**Task item**
Write out the listing below exactly, beginning at its first line and ending with the line that contains "not be found.".
◆ ◆ ◆
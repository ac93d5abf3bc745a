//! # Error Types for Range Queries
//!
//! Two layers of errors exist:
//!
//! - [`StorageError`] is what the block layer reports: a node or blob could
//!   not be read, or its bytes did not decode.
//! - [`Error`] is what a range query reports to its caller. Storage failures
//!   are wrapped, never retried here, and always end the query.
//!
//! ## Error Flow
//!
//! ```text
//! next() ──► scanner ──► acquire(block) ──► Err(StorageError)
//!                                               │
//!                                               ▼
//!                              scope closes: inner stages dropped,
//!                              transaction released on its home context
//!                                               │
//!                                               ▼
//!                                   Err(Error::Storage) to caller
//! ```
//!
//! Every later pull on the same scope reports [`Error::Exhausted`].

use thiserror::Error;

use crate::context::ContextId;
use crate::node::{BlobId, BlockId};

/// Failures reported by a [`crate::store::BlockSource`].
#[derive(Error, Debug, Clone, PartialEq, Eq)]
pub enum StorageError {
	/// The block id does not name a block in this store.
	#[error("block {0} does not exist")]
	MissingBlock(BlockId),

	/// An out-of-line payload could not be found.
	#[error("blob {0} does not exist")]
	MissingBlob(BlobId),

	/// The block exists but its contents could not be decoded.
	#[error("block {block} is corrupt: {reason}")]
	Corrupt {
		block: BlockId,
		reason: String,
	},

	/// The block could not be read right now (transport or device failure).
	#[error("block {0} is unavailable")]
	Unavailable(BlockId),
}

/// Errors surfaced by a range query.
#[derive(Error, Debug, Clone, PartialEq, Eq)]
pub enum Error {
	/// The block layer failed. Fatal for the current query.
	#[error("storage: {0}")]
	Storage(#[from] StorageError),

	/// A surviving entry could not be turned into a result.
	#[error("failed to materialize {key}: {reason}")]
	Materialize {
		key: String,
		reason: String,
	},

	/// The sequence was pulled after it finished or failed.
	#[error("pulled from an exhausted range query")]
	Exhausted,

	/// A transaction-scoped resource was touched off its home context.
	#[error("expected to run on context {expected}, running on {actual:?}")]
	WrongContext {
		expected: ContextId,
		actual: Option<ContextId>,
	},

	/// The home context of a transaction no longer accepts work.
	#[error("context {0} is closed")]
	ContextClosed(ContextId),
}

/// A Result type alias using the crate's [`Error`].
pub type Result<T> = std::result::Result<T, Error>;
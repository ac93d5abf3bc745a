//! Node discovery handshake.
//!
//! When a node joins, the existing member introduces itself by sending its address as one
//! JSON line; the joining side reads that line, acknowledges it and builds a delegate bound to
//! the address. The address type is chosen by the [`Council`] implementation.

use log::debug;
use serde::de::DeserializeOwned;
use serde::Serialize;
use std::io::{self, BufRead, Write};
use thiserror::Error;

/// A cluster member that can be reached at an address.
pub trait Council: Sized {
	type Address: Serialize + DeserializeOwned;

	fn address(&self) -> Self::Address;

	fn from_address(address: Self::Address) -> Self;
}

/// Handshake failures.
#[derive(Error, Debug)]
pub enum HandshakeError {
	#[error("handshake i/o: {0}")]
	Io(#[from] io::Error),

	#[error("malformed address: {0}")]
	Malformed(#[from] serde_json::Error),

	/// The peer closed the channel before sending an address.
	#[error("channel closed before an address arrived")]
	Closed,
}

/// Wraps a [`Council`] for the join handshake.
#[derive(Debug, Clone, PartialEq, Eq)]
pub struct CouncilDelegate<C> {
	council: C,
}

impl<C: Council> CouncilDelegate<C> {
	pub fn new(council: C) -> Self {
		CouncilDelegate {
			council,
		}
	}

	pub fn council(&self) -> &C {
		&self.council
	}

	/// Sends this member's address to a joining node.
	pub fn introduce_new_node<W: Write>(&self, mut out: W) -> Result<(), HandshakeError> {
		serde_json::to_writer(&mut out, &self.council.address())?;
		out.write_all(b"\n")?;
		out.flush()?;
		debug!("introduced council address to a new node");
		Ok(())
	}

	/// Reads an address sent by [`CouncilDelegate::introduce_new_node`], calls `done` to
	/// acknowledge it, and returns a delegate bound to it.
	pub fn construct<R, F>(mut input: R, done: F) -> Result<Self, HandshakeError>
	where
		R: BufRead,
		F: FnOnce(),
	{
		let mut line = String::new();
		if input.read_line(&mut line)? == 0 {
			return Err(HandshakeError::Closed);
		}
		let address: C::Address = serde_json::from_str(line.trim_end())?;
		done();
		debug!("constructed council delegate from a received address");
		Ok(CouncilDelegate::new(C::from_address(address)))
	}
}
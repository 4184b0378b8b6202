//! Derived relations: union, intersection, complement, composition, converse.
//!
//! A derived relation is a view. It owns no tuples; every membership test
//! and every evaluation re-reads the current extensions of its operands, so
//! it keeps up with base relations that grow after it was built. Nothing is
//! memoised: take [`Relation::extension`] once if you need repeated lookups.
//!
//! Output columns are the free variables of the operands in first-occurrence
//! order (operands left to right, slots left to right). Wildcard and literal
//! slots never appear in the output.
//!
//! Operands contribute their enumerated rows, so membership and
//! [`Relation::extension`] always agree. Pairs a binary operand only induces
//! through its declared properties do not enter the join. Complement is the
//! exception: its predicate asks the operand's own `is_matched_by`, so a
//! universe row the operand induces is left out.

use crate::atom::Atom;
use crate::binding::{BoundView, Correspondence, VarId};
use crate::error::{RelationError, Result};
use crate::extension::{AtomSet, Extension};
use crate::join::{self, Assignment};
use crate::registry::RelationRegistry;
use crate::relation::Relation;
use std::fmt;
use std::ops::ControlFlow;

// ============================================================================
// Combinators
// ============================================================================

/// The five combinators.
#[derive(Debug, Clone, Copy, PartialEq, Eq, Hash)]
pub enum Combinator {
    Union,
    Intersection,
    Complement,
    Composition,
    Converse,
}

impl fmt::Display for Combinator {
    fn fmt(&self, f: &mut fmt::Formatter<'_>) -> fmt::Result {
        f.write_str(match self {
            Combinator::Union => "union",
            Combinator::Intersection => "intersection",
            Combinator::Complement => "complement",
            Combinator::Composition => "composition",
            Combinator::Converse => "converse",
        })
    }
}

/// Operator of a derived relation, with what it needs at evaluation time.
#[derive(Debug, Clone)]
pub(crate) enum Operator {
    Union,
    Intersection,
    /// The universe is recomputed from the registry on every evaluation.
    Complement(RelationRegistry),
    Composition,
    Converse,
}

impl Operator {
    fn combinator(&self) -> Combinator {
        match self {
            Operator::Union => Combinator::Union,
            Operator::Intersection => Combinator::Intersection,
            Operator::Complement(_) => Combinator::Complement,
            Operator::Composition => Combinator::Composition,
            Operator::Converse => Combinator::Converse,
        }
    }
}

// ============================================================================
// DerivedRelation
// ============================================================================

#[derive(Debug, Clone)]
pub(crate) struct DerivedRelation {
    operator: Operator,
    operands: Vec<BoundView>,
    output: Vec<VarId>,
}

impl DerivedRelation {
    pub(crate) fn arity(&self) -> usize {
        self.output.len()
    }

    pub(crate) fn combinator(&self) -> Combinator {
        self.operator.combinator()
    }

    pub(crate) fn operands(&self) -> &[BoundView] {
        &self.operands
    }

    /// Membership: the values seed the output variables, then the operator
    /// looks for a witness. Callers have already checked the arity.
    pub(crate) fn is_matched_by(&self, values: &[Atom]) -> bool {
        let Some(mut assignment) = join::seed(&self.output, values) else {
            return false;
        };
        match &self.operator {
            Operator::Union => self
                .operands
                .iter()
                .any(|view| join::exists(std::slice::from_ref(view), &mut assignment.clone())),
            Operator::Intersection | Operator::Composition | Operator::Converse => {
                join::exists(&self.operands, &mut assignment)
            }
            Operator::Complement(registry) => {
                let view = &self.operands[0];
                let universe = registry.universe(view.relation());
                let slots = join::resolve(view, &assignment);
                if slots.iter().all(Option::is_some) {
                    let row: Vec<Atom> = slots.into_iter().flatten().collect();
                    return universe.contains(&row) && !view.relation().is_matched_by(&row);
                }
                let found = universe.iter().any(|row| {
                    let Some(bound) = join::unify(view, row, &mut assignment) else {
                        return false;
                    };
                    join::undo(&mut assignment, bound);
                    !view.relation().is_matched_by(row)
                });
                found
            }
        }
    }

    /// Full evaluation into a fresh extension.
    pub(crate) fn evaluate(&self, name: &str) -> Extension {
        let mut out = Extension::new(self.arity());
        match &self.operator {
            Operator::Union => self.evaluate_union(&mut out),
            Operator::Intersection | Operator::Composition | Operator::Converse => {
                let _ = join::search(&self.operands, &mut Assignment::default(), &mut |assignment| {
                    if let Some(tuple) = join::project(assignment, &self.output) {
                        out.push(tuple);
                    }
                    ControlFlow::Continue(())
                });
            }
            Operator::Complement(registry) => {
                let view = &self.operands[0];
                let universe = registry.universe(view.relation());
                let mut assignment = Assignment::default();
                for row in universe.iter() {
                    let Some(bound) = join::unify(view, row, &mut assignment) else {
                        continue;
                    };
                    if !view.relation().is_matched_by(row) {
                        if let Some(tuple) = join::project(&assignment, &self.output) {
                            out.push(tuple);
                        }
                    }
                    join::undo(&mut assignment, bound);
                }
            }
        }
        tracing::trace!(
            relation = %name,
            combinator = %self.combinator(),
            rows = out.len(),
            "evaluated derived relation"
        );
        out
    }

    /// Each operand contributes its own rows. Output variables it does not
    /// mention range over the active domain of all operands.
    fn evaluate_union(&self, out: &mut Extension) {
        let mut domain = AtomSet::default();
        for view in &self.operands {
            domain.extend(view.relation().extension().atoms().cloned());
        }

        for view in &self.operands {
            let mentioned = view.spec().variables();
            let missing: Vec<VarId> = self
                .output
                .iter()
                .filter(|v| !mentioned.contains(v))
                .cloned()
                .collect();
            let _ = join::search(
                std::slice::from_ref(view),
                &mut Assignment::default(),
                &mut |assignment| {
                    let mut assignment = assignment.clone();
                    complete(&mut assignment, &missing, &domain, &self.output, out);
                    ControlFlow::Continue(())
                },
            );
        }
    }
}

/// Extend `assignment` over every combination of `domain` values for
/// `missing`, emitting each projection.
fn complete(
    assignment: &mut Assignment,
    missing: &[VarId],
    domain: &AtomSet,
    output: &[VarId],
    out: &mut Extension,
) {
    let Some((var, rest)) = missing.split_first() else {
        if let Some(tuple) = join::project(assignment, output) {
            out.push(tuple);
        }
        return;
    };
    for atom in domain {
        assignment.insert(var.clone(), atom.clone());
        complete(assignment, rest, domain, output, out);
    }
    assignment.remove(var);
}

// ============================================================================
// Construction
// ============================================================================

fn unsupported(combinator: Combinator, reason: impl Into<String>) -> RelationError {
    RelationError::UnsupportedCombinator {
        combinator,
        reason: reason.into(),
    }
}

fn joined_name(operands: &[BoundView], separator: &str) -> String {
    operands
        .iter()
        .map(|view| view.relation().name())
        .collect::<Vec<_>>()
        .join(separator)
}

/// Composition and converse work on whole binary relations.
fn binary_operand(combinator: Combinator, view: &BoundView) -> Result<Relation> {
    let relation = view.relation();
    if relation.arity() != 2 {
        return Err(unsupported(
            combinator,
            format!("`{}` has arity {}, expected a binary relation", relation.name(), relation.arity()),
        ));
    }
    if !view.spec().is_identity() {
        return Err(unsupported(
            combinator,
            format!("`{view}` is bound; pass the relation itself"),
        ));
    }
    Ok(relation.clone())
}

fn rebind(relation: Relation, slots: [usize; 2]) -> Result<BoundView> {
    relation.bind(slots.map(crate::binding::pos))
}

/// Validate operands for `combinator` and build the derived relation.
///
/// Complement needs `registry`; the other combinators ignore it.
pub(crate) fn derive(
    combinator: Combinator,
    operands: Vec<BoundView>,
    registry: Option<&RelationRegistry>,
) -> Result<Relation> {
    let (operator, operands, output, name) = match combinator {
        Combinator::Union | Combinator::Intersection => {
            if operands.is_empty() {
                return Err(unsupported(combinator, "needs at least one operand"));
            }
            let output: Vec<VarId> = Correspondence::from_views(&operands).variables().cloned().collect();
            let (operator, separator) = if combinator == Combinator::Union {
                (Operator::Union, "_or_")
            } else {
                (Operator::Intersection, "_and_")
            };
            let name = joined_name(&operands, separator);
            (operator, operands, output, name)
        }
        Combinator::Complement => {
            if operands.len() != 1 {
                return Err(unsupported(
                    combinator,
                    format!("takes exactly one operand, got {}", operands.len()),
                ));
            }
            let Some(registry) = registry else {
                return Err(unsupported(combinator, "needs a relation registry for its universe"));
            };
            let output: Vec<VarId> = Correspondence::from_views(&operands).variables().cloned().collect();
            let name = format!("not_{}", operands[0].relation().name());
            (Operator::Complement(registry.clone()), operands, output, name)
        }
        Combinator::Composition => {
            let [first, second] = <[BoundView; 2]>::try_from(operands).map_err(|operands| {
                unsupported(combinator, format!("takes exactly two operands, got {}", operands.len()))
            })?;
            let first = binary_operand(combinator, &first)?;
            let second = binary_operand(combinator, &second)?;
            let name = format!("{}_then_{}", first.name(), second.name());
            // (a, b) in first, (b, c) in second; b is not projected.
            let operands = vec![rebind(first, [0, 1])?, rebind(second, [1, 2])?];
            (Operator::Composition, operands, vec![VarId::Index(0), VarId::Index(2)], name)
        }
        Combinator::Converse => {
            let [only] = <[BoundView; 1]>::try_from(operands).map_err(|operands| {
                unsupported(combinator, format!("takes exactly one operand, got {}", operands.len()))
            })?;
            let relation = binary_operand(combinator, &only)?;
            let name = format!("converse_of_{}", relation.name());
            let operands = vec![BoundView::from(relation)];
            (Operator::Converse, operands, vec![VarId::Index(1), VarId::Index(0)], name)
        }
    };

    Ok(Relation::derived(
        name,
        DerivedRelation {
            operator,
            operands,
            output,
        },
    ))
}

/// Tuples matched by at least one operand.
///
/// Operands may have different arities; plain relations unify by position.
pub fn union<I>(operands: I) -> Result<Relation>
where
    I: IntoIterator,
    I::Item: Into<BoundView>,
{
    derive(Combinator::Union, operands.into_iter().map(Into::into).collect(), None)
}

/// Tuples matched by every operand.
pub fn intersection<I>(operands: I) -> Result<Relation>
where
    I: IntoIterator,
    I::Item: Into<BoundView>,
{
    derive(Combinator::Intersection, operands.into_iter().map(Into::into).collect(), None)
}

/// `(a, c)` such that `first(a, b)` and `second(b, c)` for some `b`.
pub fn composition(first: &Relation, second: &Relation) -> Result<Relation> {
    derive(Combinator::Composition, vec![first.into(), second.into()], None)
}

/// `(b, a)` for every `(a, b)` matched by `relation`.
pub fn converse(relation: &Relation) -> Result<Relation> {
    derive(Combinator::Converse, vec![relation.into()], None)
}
◆ ◆ ◆
**Answer to the problem**
repository ac93d5abf3bc745a
//! # Error Types for Range Queries
//!
//! Two layers of errors exist:
//!
//! - [`StorageError`] is what the block layer reports: a node or blob could
//!   not be read, or its bytes did not decode.
//! - [`Error`] is what a range query reports to its caller. Storage failures
//!   are wrapped, never retried here, and always end the query.
//!
//! ## Error Flow
//!
//! ```text
//! next() ──► scanner ──► acquire(block) ──► Err(StorageError)
//!                                               │
//!                                               ▼
//!                              scope closes: inner stages dropped,
//!                              transaction released on its home context
//!                                               │
//!                                               ▼
//!                                   Err(Error::Storage) to caller
//! ```
//!
//! Every later pull on the same scope reports [`Error::Exhausted`].

use thiserror::Error;

use crate::context::ContextId;
use crate::node::{BlobId, BlockId};

/// Failures reported by a [`crate::store::BlockSource`].
#[derive(Error, Debug, Clone, PartialEq, Eq)]
pub enum StorageError {
	/// The block id does not name a block in this store.
	#[error("block {0} does not exist")]
	MissingBlock(BlockId),

	/// An out-of-line payload could not be found.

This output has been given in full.